EPA awards Cresson Township funding for former Ridge cleanup

CRESSON, Pa. – Cresson Township has been awarded a sizable U.S. Environmental Protection Agency grant to help complete remediation of the former Cresson Ridge site along old U.S. Route 22, officials said Monday.

Township supervisors board Chairman Scott Decoskey was pleased by the news, stating it took a lot of hard work and a lot of people putting in time to get to this point.

“It’s been on our plate for a long time,” he said. “We acquired the property with hopes of cleaning it up.”

Cresson Township received $325,000 for the work just months after the Redevelopment Authority of Cambria County awarded a contract to demolish five structures on the property.

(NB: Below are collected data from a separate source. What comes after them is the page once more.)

//! Active-state list and variant selection.

use std::sync::Arc;

use arc_swap::ArcSwap;

use crate::definition::Variant;
use crate::routing::{HttpMethod, RouteDefinition};
use crate::state::{normalize_route, ActiveState, StateUpdate};

/// Effect of a `set_state` call on the active list.
#[derive(Debug, Clone, Copy, PartialEq, Eq)]
pub enum StateChange {
    Added,
    Updated,
    Removed,
    Unchanged,
}

/// Owns the ordered list of active states.
///
/// The list is published as an immutable snapshot, so a request resolving a
/// variant always sees one complete version of it.
#[derive(Debug, Default)]
pub struct StateManager {
    states: ArcSwap<Vec<ActiveState>>,
}

impl StateManager {
    pub fn new() -> Self {
        Self::default()
    }

    /// Apply one `setState` entry.
    ///
    /// With a state: replace the tag of the entry with the same route and
    /// method (position kept) or append a new entry. Without a state: remove
    /// that entry if present.
    pub fn set_state(&self, update: StateUpdate) -> StateChange {
        let route = normalize_route(&update.route);
        let mut change = StateChange::Unchanged;

        self.states.rcu(|current| {
            let mut next = Vec::clone(current);
            let position = next
                .iter()
                .position(|s| s.route == route && s.method == update.method);

            change = match (&update.state, position) {
                (Some(state), Some(i)) if next[i].state == *state => StateChange::Unchanged,
                (Some(state), Some(i)) => {
                    next[i].state = state.clone();
                    StateChange::Updated
                }
                (Some(state), None) => {
                    next.push(ActiveState {
                        route: route.clone(),
                        method: update.method,
                        state: state.clone(),
                    });
                    StateChange::Added
                }
                (None, Some(i)) => {
                    next.remove(i);
                    StateChange::Removed
                }
                (None, None) => StateChange::Unchanged,
            };
            Arc::new(next)
        });

        tracing::info!(
            route = %route,
            method = ?update.method,
            state = ?update.state,
            change = ?change,
            "Active state updated"
        );
        change
    }

    /// Current snapshot of the active list, in insertion order.
    pub fn active_states(&self) -> Arc<Vec<ActiveState>> {
        self.states.load_full()
    }

    /// Drop every override.
    pub fn clear(&self) {
        self.states.store(Arc::new(Vec::new()));
    }

    /// Select the variant answering `route` for a request with `method`.
    ///
    /// The first entry for the route whose method equals `method` or is
    /// absent wins. A tag the route does not define falls back to the
    /// default variant.
    pub fn resolve(&self, route: &RouteDefinition, method: HttpMethod) -> Arc<Variant> {
        let snapshot = self.states.load();
        let pattern = route.pattern().to_string();
        let active = snapshot
            .iter()
            .find(|s| s.route == pattern && s.method.map_or(true, |m| m == method));

        match active {
            None => Arc::clone(&route.default),
            Some(active) => match route.state(&active.state) {
                Some(variant) => Arc::clone(variant),
                None => {
                    tracing::warn!(
                        route = %pattern,
                        method = %method,
                        state = %active.state,
                        "Unknown state reference, serving default variant"
                    );
                    Arc::clone(&route.default)
                }
            },
        }
    }
}
//! Mock API server.
//!
//! Serves a directory of JSON definition files as an HTTP API.
//!
//! # Architecture Overview
//!
//! ```text
//!     api/users/[userid].DELETE.404.{ERR}.json
//!              │
//!              ▼
//!     ┌──────────────┐   ┌──────────────┐
//!     │  definition  │──▶│   routing    │  (startup / reload)
//!     │    parser    │   │   registry   │
//!     └──────────────┘   └──────┬───────┘
//!                               │
//!     Client Request            ▼
//!     ───────────────▶ ┌──────────────┐   ┌──────────────┐   ┌──────────────┐
//!                      │   matcher    │──▶│    state     │──▶│   response   │
//!                      │              │   │   manager    │   │   resolver   │
//!     ◀─────────────── └──────────────┘   └──────────────┘   └──────────────┘
//!     Client Response
//! ```

use std::net::SocketAddr;
use std::path::PathBuf;

use clap::Parser;
use tokio::net::TcpListener;
use tokio::sync::mpsc;

use mockroute::config::{load_config, validate_config, ConfigError, MockConfig};
use mockroute::definition::watcher::DefinitionWatcher;
use mockroute::definition::CompileMode;
use mockroute::lifecycle::{bootstrap, Shutdown};
use mockroute::observability::{logging, metrics};
use mockroute::HttpServer;

#[derive(Parser)]
#[command(name = "mockroute")]
#[command(about = "Serve a directory of JSON files as a mock HTTP API", long_about = None)]
struct Args {
    /// TOML configuration file.
    #[arg(short, long)]
    config: Option<PathBuf>,

    /// Directory holding the definition files.
    #[arg(short, long)]
    root: Option<PathBuf>,

    /// Bind address, e.g. 127.0.0.1:6767.
    #[arg(short, long)]
    bind: Option<String>,

    /// URL prefix the API is served under.
    #[arg(long)]
    base_url: Option<String>,

    /// Recompile definitions when files change.
    #[arg(long)]
    watch: bool,

    /// Skip bad definition files instead of refusing to start.
    #[arg(long)]
    lenient: bool,
}

impl Args {
    fn into_config(self) -> Result<MockConfig, ConfigError> {
        let mut config = match &self.config {
            Some(path) => load_config(path)?,
            None => MockConfig::default(),
        };
        if let Some(root) = self.root {
            config.api.root_dir = root;
        }
        if let Some(bind) = self.bind {
            config.listener.bind_address = bind;
        }
        if let Some(base_url) = self.base_url {
            config.api.base_url = base_url;
        }
        config.api.watch |= self.watch;
        if self.lenient {
            config.api.mode = CompileMode::Lenient;
        }
        validate_config(&config).map_err(ConfigError::Validation)?;
        Ok(config)
    }
}

#[tokio::main]
async fn main() -> Result<(), Box<dyn std::error::Error>> {
    let config = Args::parse().into_config()?;
    logging::init_logging(&config.observability)?;

    tracing::info!(
        version = env!("CARGO_PKG_VERSION"),
        bind_address = %config.listener.bind_address,
        root = %config.api.root_dir.display(),
        base_url = %config.api.base_url,
        mode = ?config.api.mode,
        watch = config.api.watch,
        "mockroute starting"
    );

    if config.observability.metrics_enabled {
        let addr: SocketAddr = config.observability.metrics_address.parse()?;
        metrics::init_metrics(addr);
    }

    let engine = bootstrap(&config)?;

    // The watcher handle must outlive the server.
    let (_watcher, registry_updates) = if config.api.watch {
        let (watcher, updates) = DefinitionWatcher::new(&config.api.root_dir, config.api.mode);
        (Some(watcher.run()?), updates)
    } else {
        let (_, updates) = mpsc::unbounded_channel();
        (None, updates)
    };

    let listener = TcpListener::bind(&config.listener.bind_address).await?;
    tracing::info!(address = %listener.local_addr()?, "Listening for connections");

    let shutdown = Shutdown::new();
    shutdown.trigger_on_signal();

    let server = HttpServer::new(&config, engine);
    server.run(listener, registry_updates, shutdown.subscribe()).await?;

    tracing::info!("Shutdown complete");
    Ok(())
}
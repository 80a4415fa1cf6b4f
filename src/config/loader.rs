//! Configuration loading from disk.

use std::fs;
use std::path::Path;

use thiserror::Error;

use crate::config::schema::MockConfig;
use crate::config::validation::{validate_config, ValidationError};

/// Error type for configuration loading.
#[derive(Debug, Error)]
pub enum ConfigError {
    #[error("IO error: {0}")]
    Io(#[from] std::io::Error),

    #[error("Parse error: {0}")]
    Parse(#[from] toml::de::Error),

    #[error("Validation failed: {}", .0.iter().map(ToString::to_string).collect::<Vec<_>>().join(", "))]
    Validation(Vec<ValidationError>),
}

/// Load and validate configuration from a TOML file.
pub fn load_config(path: &Path) -> Result<MockConfig, ConfigError> {
    let content = fs::read_to_string(path)?;
    parse_config(&content)
}

/// Parse and validate configuration from TOML text.
pub fn parse_config(content: &str) -> Result<MockConfig, ConfigError> {
    let config: MockConfig = toml::from_str(content)?;
    validate_config(&config).map_err(ConfigError::Validation)?;
    Ok(config)
}

#[cfg(test)]
mod tests {
    use super::*;
    use crate::definition::CompileMode;
    use crate::routing::HttpMethod;

    #[test]
    fn test_parse_full_config() {
        let config = parse_config(
            r#"
            [listener]
            bind_address = "0.0.0.0:7000"

            [api]
            root_dir = "mocks"
            base_url = "/v1"
            mode = "lenient"
            watch = true

            [[states]]
            route = "/users/[userid]"
            method = "DELETE"
            state = "ERR"

            [[states]]
            path = "/users/[userid]"
            state = "ERR"
            "#,
        )
        .unwrap();

        assert_eq!(config.listener.bind_address, "0.0.0.0:7000");
        assert_eq!(config.api.root_dir, Path::new("mocks"));
        assert_eq!(config.api.mode, CompileMode::Lenient);
        assert!(config.api.watch);
        assert_eq!(config.admin.prefix, "/__mock");
        assert_eq!(config.states.len(), 2);
        assert_eq!(config.states[0].method, Some(HttpMethod::Delete));
        assert_eq!(config.states[1].method, None);
        assert_eq!(config.states[1].route, "/users/[userid]");
    }

    #[test]
    fn test_empty_config_uses_defaults() {
        let config = parse_config("").unwrap();
        assert_eq!(config.api.base_url, "/api");
        assert_eq!(config.api.mode, CompileMode::Strict);
    }

    #[test]
    fn test_syntax_and_validation_errors() {
        assert!(matches!(parse_config("[api"), Err(ConfigError::Parse(_))));
        assert!(matches!(
            parse_config("[timeouts]\nrequest_secs = 0"),
            Err(ConfigError::Validation(errors)) if errors == vec![ValidationError::ZeroTimeout]
        ));
        assert!(matches!(
            load_config(Path::new("/definitely/not/here.toml")),
            Err(ConfigError::Io(_))
        ));
    }
}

Renee Daly, authority executive director, said the EPA funding will handle removal of hazardous materials from the former gas station site. A previous test revealed there are five underground storage tanks on the site.

She said the township was previously awarded brownfield clean up funding for the former Mr. Gas site nearby on Old U.S. Route 22.

Cresson Township took ownership of the property in 2009 and has worked with the redevelopment authority since roughly 2019 to clean it up.

Decoskey said the township has received interest in developing the former Cresson Ridge location throughout the years, but the in-ground tanks were always a deterrent.

The goal once remediation is complete is to have commercial development there and bring jobs to the area, he added.

“Today’s a victory for not just Cresson Township, the Cresson area, but Cambria County,” Cambria County Commissioner Thomas Chernisky said.

He lauded the use of Act 152 funding, which allows counties to collect $15 fees on mortgages and deeds to pay for demolitions of blighted structures to help remediate the property.

Chernisky said the Cresson Ridge site’s cleanup is a good example of collaboration.

“It shows everybody working together,” he said. “Local, county and federal government working together.”

The federal allocation is part of a $300 million grant awarded through President Joe Biden’s Investing in America initiative aimed at cleaning up brownfields across the country.

“Seventy-eight communities will receive 181 grant awards totaling $231 million through EPA’s MAC Grant Programs,” according to an EPA release.

EPA Administrator Michael S. Regan said the Biden considers “contaminated sites and blighted areas as an opportunity to invest in healthier, revitalized communities” and said that’s why “he secured historic funding under the bipartisan Infrastructure Law, supercharging EPA’s brownfields program to clean up contaminated properties in overburdened communities and bring them back into productive use.”